Sen. Tom Cotton clearly doesn't understand history, or at least doesn't understand that white history isn't the only history in the world. Cotton just proposed a bill that opposed using federal funding for The New York Times' 1619 Project, a series of essays that aims to reframe and reshape the way history is taught in schools and frame the historical narrative around the date of August 1619 when the first slave ship arrived.

He claims, "The New York Times's 1619 Project is a racially divisive, revisionist account of history that denies the noble principles of freedom and equality on which our nation was founded. Not a single cent of federal funding should go to indoctrinate young Americans with this left-wing garbage."

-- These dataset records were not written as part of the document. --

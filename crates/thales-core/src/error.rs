//! Binding error types.
//!
//! Only [`BindError`] ever escapes a bind call. [`ConversionError`] describes
//! a single failed source attempt and is absorbed by the binder, which moves
//! on to the next candidate source.

use crate::SourceId;
use http::StatusCode;
use thiserror::Error;

/// Result type alias using [`BindError`].
pub type BindResult<T> = Result<T, BindError>;

/// Fatal failure of a whole bind operation.
///
/// A caller either receives a fully bound model or one of these errors, never
/// a partially initialised model.
///
/// # Example
///
/// ```rust
/// use thales_core::{BindError, SourceId};
/// use http::StatusCode;
///
/// let err = BindError::body_parse(SourceId::Body, "expected value at line 1 column 1");
/// assert_eq!(err.status_code(), StatusCode::BAD_REQUEST);
/// assert_eq!(err.error_code(), "BODY_PARSE_FAILED");
/// ```
#[derive(Debug, Clone, PartialEq, Eq, Error)]
pub enum BindError {
    /// A body payload was present but malformed.
    #[error("failed to parse {origin} payload: {reason}")]
    BodyParse {
        /// Source whose payload could not be parsed.
        origin: SourceId,
        /// Parser diagnostic.
        reason: String,
    },

    /// The body payload exceeded the configured size limit.
    #[error("{origin} payload too large: max {max_size} bytes, got {actual_size} bytes")]
    PayloadTooLarge {
        /// Source whose payload was rejected.
        origin: SourceId,
        /// Configured limit.
        max_size: usize,
        /// Actual payload size.
        actual_size: usize,
    },

    /// No hydration handler produced an object and the model could not be
    /// constructed by its factory or default constructor.
    #[error("cannot construct model `{model}`: {reason}")]
    ModelConstruction {
        /// Type name of the model.
        model: &'static str,
        /// Why construction failed.
        reason: String,
    },

    /// The surrounding request was cancelled while binding.
    #[error("binding of `{model}` was cancelled")]
    Cancelled {
        /// Type name of the model.
        model: &'static str,
    },
}

impl BindError {
    /// Creates a body parse error.
    #[must_use]
    pub fn body_parse(source: SourceId, reason: impl Into<String>) -> Self {
        Self::BodyParse {
            origin: source,
            reason: reason.into(),
        }
    }

    /// Creates a payload-too-large error.
    #[must_use]
    pub fn payload_too_large(source: SourceId, max_size: usize, actual_size: usize) -> Self {
        Self::PayloadTooLarge {
            origin: source,
            max_size,
            actual_size,
        }
    }

    /// Creates a model construction error.
    #[must_use]
    pub fn model_construction(model: &'static str, reason: impl Into<String>) -> Self {
        Self::ModelConstruction {
            model,
            reason: reason.into(),
        }
    }

    /// Creates a cancellation error.
    #[must_use]
    pub fn cancelled(model: &'static str) -> Self {
        Self::Cancelled { model }
    }

    /// Returns true if the error was caused by the request payload.
    #[must_use]
    pub fn is_client_error(&self) -> bool {
        matches!(self, Self::BodyParse { .. } | Self::PayloadTooLarge { .. })
    }

    /// Returns the appropriate HTTP status code for this error.
    #[must_use]
    pub fn status_code(&self) -> StatusCode {
        match self {
            Self::BodyParse { .. } => StatusCode::BAD_REQUEST,
            Self::PayloadTooLarge { .. } => StatusCode::PAYLOAD_TOO_LARGE,
            Self::ModelConstruction { .. } => StatusCode::INTERNAL_SERVER_ERROR,
            Self::Cancelled { .. } => StatusCode::SERVICE_UNAVAILABLE,
        }
    }

    /// Returns the error code suitable for error envelopes.
    #[must_use]
    pub fn error_code(&self) -> &'static str {
        match self {
            Self::BodyParse { .. } => "BODY_PARSE_FAILED",
            Self::PayloadTooLarge { .. } => "PAYLOAD_TOO_LARGE",
            Self::ModelConstruction { .. } => "MODEL_CONSTRUCTION_FAILED",
            Self::Cancelled { .. } => "BIND_CANCELLED",
        }
    }
}

/// A raw value from one source could not be converted to a property's type.
///
/// Never fatal: the binder treats it as "no value" for that attempt.
#[derive(Debug, Clone, PartialEq, Eq, Error)]
#[error("cannot convert {raw:?} to {target}: {reason}")]
pub struct ConversionError {
    /// The raw value (or a short description of it).
    pub raw: String,
    /// Target type name.
    pub target: &'static str,
    /// Why the conversion failed.
    pub reason: String,
}

impl ConversionError {
    /// Creates a conversion error for the target type `T`.
    #[must_use]
    pub fn new<T>(raw: impl Into<String>, reason: impl Into<String>) -> Self {
        Self {
            raw: raw.into(),
            target: std::any::type_name::<T>(),
            reason: reason.into(),
        }
    }

    /// Creates an error for an attempt that supplied no raw values at all.
    #[must_use]
    pub fn empty<T>() -> Self {
        Self::new::<T>("", "no raw values")
    }
}

#[cfg(test)]
mod tests {
    use super::*;

    #[test]
    fn test_body_parse_error() {
        let err = BindError::body_parse(SourceId::Body, "trailing comma");

        assert!(err.is_client_error());
        assert_eq!(err.status_code(), StatusCode::BAD_REQUEST);
        assert_eq!(err.error_code(), "BODY_PARSE_FAILED");
        assert!(err.to_string().contains("Body"));
        assert!(err.to_string().contains("trailing comma"));
    }

    #[test]
    fn test_payload_too_large_error() {
        let err = BindError::payload_too_large(SourceId::Form, 1024, 2048);

        assert!(err.is_client_error());
        assert_eq!(err.status_code(), StatusCode::PAYLOAD_TOO_LARGE);
        assert!(err.to_string().contains("1024"));
        assert!(err.to_string().contains("2048"));
    }

    #[test]
    fn test_model_construction_error() {
        let err = BindError::model_construction("app::Widget", "factory returned nothing");

        assert!(!err.is_client_error());
        assert_eq!(err.status_code(), StatusCode::INTERNAL_SERVER_ERROR);
        assert_eq!(err.error_code(), "MODEL_CONSTRUCTION_FAILED");
        assert!(err.to_string().contains("app::Widget"));
    }

    #[test]
    fn test_cancelled_error() {
        let err = BindError::cancelled("app::Widget");

        assert_eq!(err.status_code(), StatusCode::SERVICE_UNAVAILABLE);
        assert_eq!(err.error_code(), "BIND_CANCELLED");
    }

    #[test]
    fn test_conversion_error() {
        let err = ConversionError::new::<i32>("x", "invalid digit found in string");

        assert_eq!(err.target, "i32");
        assert!(err.to_string().contains("\"x\""));
        assert!(err.to_string().contains("i32"));
    }
}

Acknowledging our past and where we came from and teaching history from that perspective is not "left-wing garbage," it's called education.

Never once in my K–12 schooling was I required to take a class that taught me history outside of the white narrative, and even now as an educator, I see that African American history is rarely taught, and if it is, it's taught as an elective, making it feel as though the way we have treated minorities in this country and what they have been through doesn't need to be acknowledged.

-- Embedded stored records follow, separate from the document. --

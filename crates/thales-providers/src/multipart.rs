//! Multipart form data reading.
//!
//! `multipart/form-data` bodies are read completely into a [`FormData`]:
//! text parts become form fields, parts with a file name become
//! [`UploadedFile`]s.

use bytes::Bytes;
use std::io;
use thales_core::{BindError, SourceId, UploadedFile};

/// Default maximum total body size for multipart (50 MB).
pub const DEFAULT_MAX_BODY_SIZE: usize = 50 * 1024 * 1024;

/// Default maximum size per part (10 MB).
pub const DEFAULT_MAX_FIELD_SIZE: usize = 10 * 1024 * 1024;

/// Default maximum number of parts.
pub const DEFAULT_MAX_FIELDS: usize = 100;

/// Limits applied while reading multipart bodies.
#[derive(Debug, Clone, PartialEq, Eq)]
pub struct MultipartLimits {
    /// Maximum total body size in bytes.
    pub max_body_size: usize,
    /// Maximum size per part in bytes.
    pub max_field_size: usize,
    /// Maximum number of parts.
    pub max_fields: usize,
}

impl Default for MultipartLimits {
    fn default() -> Self {
        Self {
            max_body_size: DEFAULT_MAX_BODY_SIZE,
            max_field_size: DEFAULT_MAX_FIELD_SIZE,
            max_fields: DEFAULT_MAX_FIELDS,
        }
    }
}

impl MultipartLimits {
    /// Set the maximum body size.
    #[must_use]
    pub fn max_body_size(mut self, size: usize) -> Self {
        self.max_body_size = size;
        self
    }

    /// Set the maximum part size.
    #[must_use]
    pub fn max_field_size(mut self, size: usize) -> Self {
        self.max_field_size = size;
        self
    }

    /// Set the maximum number of parts.
    #[must_use]
    pub fn max_fields(mut self, count: usize) -> Self {
        self.max_fields = count;
        self
    }
}

/// Text fields and files read from a form body.
#[derive(Debug, Clone, Default, PartialEq, Eq)]
pub struct FormData {
    /// Text fields as `(name, value)` pairs in body order.
    pub fields: Vec<(String, String)>,
    /// Uploaded files in body order.
    pub files: Vec<UploadedFile>,
}

fn malformed(reason: impl Into<String>) -> BindError {
    BindError::body_parse(SourceId::Form, reason)
}

/// Reads a whole `multipart/form-data` body.
///
/// # Errors
///
/// Returns [`BindError::BodyParse`] for a missing boundary or a malformed
/// body, and [`BindError::PayloadTooLarge`] when a limit is exceeded.
pub async fn read_multipart(
    content_type: &str,
    body: Bytes,
    limits: &MultipartLimits,
) -> Result<FormData, BindError> {
    let boundary = multer::parse_boundary(content_type)
        .map_err(|_| malformed("missing or invalid boundary in multipart Content-Type"))?;

    if body.len() > limits.max_body_size {
        return Err(BindError::payload_too_large(
            SourceId::Form,
            limits.max_body_size,
            body.len(),
        ));
    }

    let stream = futures_util::stream::once(async move { Ok::<_, io::Error>(body) });
    let mut multipart = multer::Multipart::new(stream, boundary);
    let mut form = FormData::default();
    let mut count = 0usize;

    while let Some(field) = multipart
        .next_field()
        .await
        .map_err(|e| malformed(format!("multipart parse error: {e}")))?
    {
        count += 1;
        if count > limits.max_fields {
            return Err(malformed(format!(
                "too many multipart fields (max {})",
                limits.max_fields
            )));
        }

        let name = field.name().unwrap_or_default().to_string();
        let file_name = field.file_name().map(String::from);
        let content_type = field.content_type().map(ToString::to_string);

        let data = field
            .bytes()
            .await
            .map_err(|e| malformed(format!("failed to read field '{name}': {e}")))?;

        if data.len() > limits.max_field_size {
            return Err(BindError::payload_too_large(
                SourceId::Form,
                limits.max_field_size,
                data.len(),
            ));
        }

        match file_name {
            Some(file_name) => {
                let mut file = UploadedFile::new(name, data).with_file_name(file_name);
                if let Some(content_type) = content_type {
                    file = file.with_content_type(content_type);
                }
                form.files.push(file);
            }
            None => {
                let text = String::from_utf8(data.to_vec())
                    .map_err(|e| malformed(format!("field '{name}' is not valid UTF-8: {e}")))?;
                form.fields.push((name, text));
            }
        }
    }

    Ok(form)
}

#[cfg(test)]
mod tests {
    use super::*;

    const CONTENT_TYPE: &str = "multipart/form-data; boundary=X-BOUNDARY";

    fn body() -> Bytes {
        Bytes::from_static(
            b"--X-BOUNDARY\r\n\
Content-Disposition: form-data; name=\"title\"\r\n\
\r\n\
Quarterly report\r\n\
--X-BOUNDARY\r\n\
Content-Disposition: form-data; name=\"attachment\"; filename=\"report.txt\"\r\n\
Content-Type: text/plain\r\n\
\r\n\
file contents\r\n\
--X-BOUNDARY--\r\n",
        )
    }

    #[tokio::test]
    async fn test_reads_fields_and_files() {
        let form = read_multipart(CONTENT_TYPE, body(), &MultipartLimits::default())
            .await
            .unwrap();

        assert_eq!(form.fields, vec![("title".to_string(), "Quarterly report".to_string())]);
        assert_eq!(form.files.len(), 1);

        let file = &form.files[0];
        assert_eq!(file.field_name(), "attachment");
        assert_eq!(file.file_name(), Some("report.txt"));
        assert_eq!(file.content_type(), Some("text/plain"));
        assert_eq!(&file.data()[..], b"file contents");
    }

    #[tokio::test]
    async fn test_missing_boundary() {
        let err = read_multipart("multipart/form-data", body(), &MultipartLimits::default())
            .await
            .unwrap_err();

        assert!(matches!(err, BindError::BodyParse { .. }));
    }

    #[tokio::test]
    async fn test_body_too_large() {
        let limits = MultipartLimits::default().max_body_size(10);
        let err = read_multipart(CONTENT_TYPE, body(), &limits).await.unwrap_err();

        assert!(matches!(err, BindError::PayloadTooLarge { max_size: 10, .. }));
    }

    #[tokio::test]
    async fn test_field_too_large() {
        let limits = MultipartLimits::default().max_field_size(4);
        let err = read_multipart(CONTENT_TYPE, body(), &limits).await.unwrap_err();

        assert!(matches!(err, BindError::PayloadTooLarge { max_size: 4, .. }));
    }

    #[tokio::test]
    async fn test_too_many_fields() {
        let limits = MultipartLimits::default().max_fields(1);
        let err = read_multipart(CONTENT_TYPE, body(), &limits).await.unwrap_err();

        assert!(err.to_string().contains("too many multipart fields"));
    }
}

And, no, before you say we have Black History Month so it's "covered," think about this: You're educated on the rest of history for 13 years before you get a diploma and, somehow, one month a year that is largely dedicated to Martin Luther King Jr. is supposed to educate you on the entirety of Black history?

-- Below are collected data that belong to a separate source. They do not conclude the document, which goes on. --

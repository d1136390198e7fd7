//! Strategy and aggregation properties over generated requests.

use proptest::prelude::*;
use std::sync::Arc;
use thales::config::ThalesConfig;
use thales::engine::{Binder, BindingRegistry, ModelSchema, Passthrough, Property};
use thales::{BindingContext, SourceId};

const ORDER: [SourceId; 3] = [SourceId::Route, SourceId::Header, SourceId::Claim];

#[derive(Debug, Default)]
struct Probe {
    value: String,
    values: Vec<i64>,
}

fn context(present: &[bool; 3]) -> BindingContext {
    let mut builder = BindingContext::builder();
    if present[0] {
        builder = builder.route_value("value", "Route");
    }
    if present[1] {
        builder = builder.header("value", "Header");
    }
    if present[2] {
        builder = builder.claim("value", "Claim");
    }
    builder.build()
}

fn bind(binder: &Binder<Probe>, ctx: &BindingContext) -> thales::Bound<Probe> {
    tokio::runtime::Builder::new_current_thread()
        .build()
        .unwrap()
        .block_on(binder.bind(ctx))
        .unwrap()
}

fn binder(passthrough: bool) -> Binder<Probe> {
    let mut property =
        Property::scalar("value", |m: &mut Probe, v: String| m.value = v).from_sources(ORDER);
    if passthrough {
        property = property.strategy(Passthrough);
    }

    let schema = ModelSchema::builder()
        .property(property)
        .property(
            Property::collection("values", |m: &mut Probe, v: Vec<i64>| m.values = v)
                .from_sources([SourceId::QueryString]),
        )
        .default_constructor()
        .build()
        .unwrap();

    Binder::new(
        Arc::new(schema),
        Arc::new(BindingRegistry::standard(&ThalesConfig::default())),
    )
}

proptest! {
    #[test]
    fn first_in_wins_takes_earliest_present(present in any::<[bool; 3]>()) {
        let bound = bind(&binder(false), &context(&present));

        match present.iter().position(|p| *p) {
            Some(first) => {
                prop_assert_eq!(bound.model.value, ORDER[first].as_str());
                prop_assert_eq!(bound.provenance.source_of("value"), Some(&ORDER[first]));
            }
            None => prop_assert!(!bound.provenance.is_bound("value")),
        }
    }

    #[test]
    fn passthrough_takes_latest_present(present in any::<[bool; 3]>()) {
        let bound = bind(&binder(true), &context(&present));

        match present.iter().rposition(|p| *p) {
            Some(last) => {
                prop_assert_eq!(bound.model.value, ORDER[last].as_str());
                prop_assert_eq!(bound.provenance.source_of("value"), Some(&ORDER[last]));
            }
            None => prop_assert!(!bound.provenance.is_bound("value")),
        }
    }

    #[test]
    fn collection_keeps_convertible_values_in_order(
        raw in prop::collection::vec(prop_oneof![any::<i64>().prop_map(|n| n.to_string()), "[a-z]{1,4}"], 1..8)
    ) {
        let query: Vec<String> = raw.iter().map(|v| format!("values={v}")).collect();
        let uri: http::Uri = format!("/?{}", query.join("&")).parse().unwrap();
        let ctx = BindingContext::builder().uri(uri).build();

        let bound = bind(&binder(false), &ctx);
        let expected: Vec<i64> = raw.iter().filter_map(|v| v.parse().ok()).collect();

        prop_assert_eq!(&bound.model.values, &expected);
        prop_assert_eq!(bound.provenance.is_bound("values"), !expected.is_empty());
    }
}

I get that it's uncomfortable as a white person to stand up there and talk about how white people treated — and still do treat — Black people, but that's the whole point.

It needs to be uncomfortable so that we make an effort to change. The 1619 Project, which is available for free, is a great place to start. It's not about deleting white history and replacing it with Black history but rather teaching both narratives, showing both sides so that we can learn how to move forward and become a truly unified country that actually provides freedom of opportunity for all.

It's easy to say that this doesn't matter, that slavery happened "so long ago" that it doesn't matter anymore, that it's OK because we "don't do it anymore." But it's just not enough. It's not enough to ignore or blatantly disregard the fact that Black history is history, too, no matter how awful or insensitive it makes White people look because this isn't about white people, it's just not.

Our history has been paraded and celebrated for years when in reality, the actions of our past dictated someone's future in a not so positive way.

The 1619 project doesn't exist to make us comfortable, it exists to make us uncomfortable, make us face our past and own up to it and educate our students so that they can shape the future in a way that makes a difference. I teach in a predominantly Black and brown community, and I don't want my students to feel like they don't matter, like they're left out of the classroom because they matter just as much as my white students.

Their history is history too, and we need to come to terms with the fact that history is not synonymous with perfection. We don't need to teach history from the white savior complex perspective where we somehow turned around and saved minorities from their dim future because it's just simply not true.

We need to teach it from an accurate perspective, an honoring perspective, and a perspective that reveals our history for what it was, which at times, yes, isn't the prettiest thing in the world, but if we don't teach the future generations about what our history actually looks like, we'll be doomed to repeat it.